Those were magical times. The landscape held an abundance of guava and mango and mountain apple trees and vast thickets of wild hale koa. Farther up in the ko’olau hills, the fragrant and rare rose apples grew.

Other young people frequented the area on horseback including the Teves boys who rode western and whose rumored skill at roping and barrel racing we admired. Freckles, one of the Teves patriarchs, the pound master of Manoa, would make us laugh when driving by our house on University Avenue on his way out of the valley, by blowing his truck’s owoooga horn.

There were other young girls who also rode horses in the valley. Some of them kept their animals in the forest surrounding the Manoa Chinese Cemetery, where the old stalls and paddock were tended by a jovial larger than life part Hawaiian man with blue eyes, Kelly Campbell, perhaps a denizen of the Royal house of Kawanakaoa.
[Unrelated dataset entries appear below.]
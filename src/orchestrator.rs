// src/orchestrator.rs - grouped concurrent ingestion over the universe
use std::sync::Arc;
use std::time::Instant;

use futures::future::join_all;
use log::{info, warn};

use crate::config::ScannerConfig;
use crate::errors::ScannerError;
use crate::fetcher::RateLimitedFetcher;
use crate::provider::MarketDataProvider;
use crate::signals::{
    detect_bos, detect_choch, ema, last3_summary, BOS_WINDOW, SWING_LOOKBACK,
};
use crate::types::{EmaPair, InstrumentSignal, Ticker, Timeframe};
use crate::universe;

/// Drives one full ingestion cycle: universe selection, grouped concurrent
/// per-instrument analysis, and the degrade-vs-drop failure policy.
///
/// A timeframe that fails leaves its slots empty on the record; an instrument
/// that fails is dropped from the cycle; only a failed universe listing
/// aborts the cycle itself.
pub struct ScanOrchestrator {
    provider: Arc<dyn MarketDataProvider>,
    fetcher: RateLimitedFetcher,
    config: ScannerConfig,
}

impl ScanOrchestrator {
    pub fn new(provider: Arc<dyn MarketDataProvider>, config: ScannerConfig) -> Self {
        let fetcher = RateLimitedFetcher::new(
            provider.clone(),
            config.series_ttl,
            config.max_retries,
            config.base_delay,
        );
        Self {
            provider,
            fetcher,
            config,
        }
    }

    pub async fn run_cycle(&self) -> Result<Vec<InstrumentSignal>, ScannerError> {
        let cycle_start = Instant::now();
        let tickers = universe::top_instruments(self.provider.as_ref(), &self.config)
            .await
            .map_err(|e| ScannerError::CycleFailed { source: Box::new(e) })?;

        let mut signals = Vec::with_capacity(tickers.len());
        let mut dropped = 0usize;
        let group_count = tickers.len().div_ceil(self.config.batch_size);

        for (group_index, group) in tickers.chunks(self.config.batch_size).enumerate() {
            let outcomes = join_all(group.iter().map(|t| self.analyze_instrument(t))).await;
            for (ticker, outcome) in group.iter().zip(outcomes) {
                match outcome {
                    Ok(signal) => signals.push(signal),
                    Err(e) => {
                        dropped += 1;
                        warn!("❌ [BATCH] dropping {} this cycle: {}", ticker.symbol, e);
                    }
                }
            }
            // flow control against the provider's aggregate rate budget
            if group_index + 1 < group_count {
                tokio::time::sleep(self.config.inter_group_delay).await;
            }
        }

        info!(
            "🏁 [BATCH] cycle complete: {} records, {} dropped, {} groups, {:.2}s",
            signals.len(),
            dropped,
            group_count,
            cycle_start.elapsed().as_secs_f64()
        );
        Ok(signals)
    }

    /// All timeframes of one instrument, fetched and analyzed concurrently.
    /// Per-timeframe errors degrade the record; a ticker whose own numeric
    /// fields do not parse fails the instrument.
    async fn analyze_instrument(&self, ticker: &Ticker) -> Result<InstrumentSignal, ScannerError> {
        let mut signal = InstrumentSignal::from_ticker(ticker)?;

        let fetches = join_all(Timeframe::ALL.iter().map(|&tf| async move {
            (tf, self.fetcher.fetch_series(&ticker.symbol, tf).await)
        }))
        .await;

        for (timeframe, outcome) in fetches {
            let candles = match outcome {
                Ok(candles) => candles,
                Err(e) => {
                    warn!(
                        "⚠️ [BATCH] {}/{} unavailable this cycle: {}",
                        ticker.symbol, timeframe, e
                    );
                    continue;
                }
            };

            let closes: Vec<f64> = candles.iter().map(|c| c.close).collect();
            signal.emas.insert(
                timeframe,
                EmaPair {
                    ema34: ema(&closes, 34),
                    ema89: ema(&closes, 89),
                },
            );

            match timeframe {
                Timeframe::M15 => {
                    signal.m15_last3_candles = last3_summary(&candles);
                    signal.last_bos_m15 = detect_bos(&candles, timeframe, BOS_WINDOW);
                    signal.last_choch_m15 = detect_choch(&candles, timeframe, SWING_LOOKBACK);
                }
                Timeframe::H1 => {
                    signal.last_bos_h1 = detect_bos(&candles, timeframe, BOS_WINDOW);
                    signal.last_choch_h1 = detect_choch(&candles, timeframe, SWING_LOOKBACK);
                }
                _ => {}
            }
        }

        Ok(signal)
    }
}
Residents of the forest told me that the Hawaiians gave the land to the Chinese with the provision that it would only be used for burials. As a child, I felt intuitively that the forest at the Manoa Chinese Cemetery was an enchanted and sacred place, impenetrable and mysterious.

When I heard that the Lin Yee Chung Association planned to destroy this peaceful, historic gem to build a housing project, I found it devastating to contemplate. Over half a century since precious childhood memories of a wild, magical place had been forged, my grandmother, father and sister had been laid to rest near the tree lined edge of this beloved forest.

The dirt and gravel road that winds into the east side of the cemetery ends at an imposing tower of basalt rock. At its base is a massive porous black volcanic boulder, laced with moss and draped by jungle vines.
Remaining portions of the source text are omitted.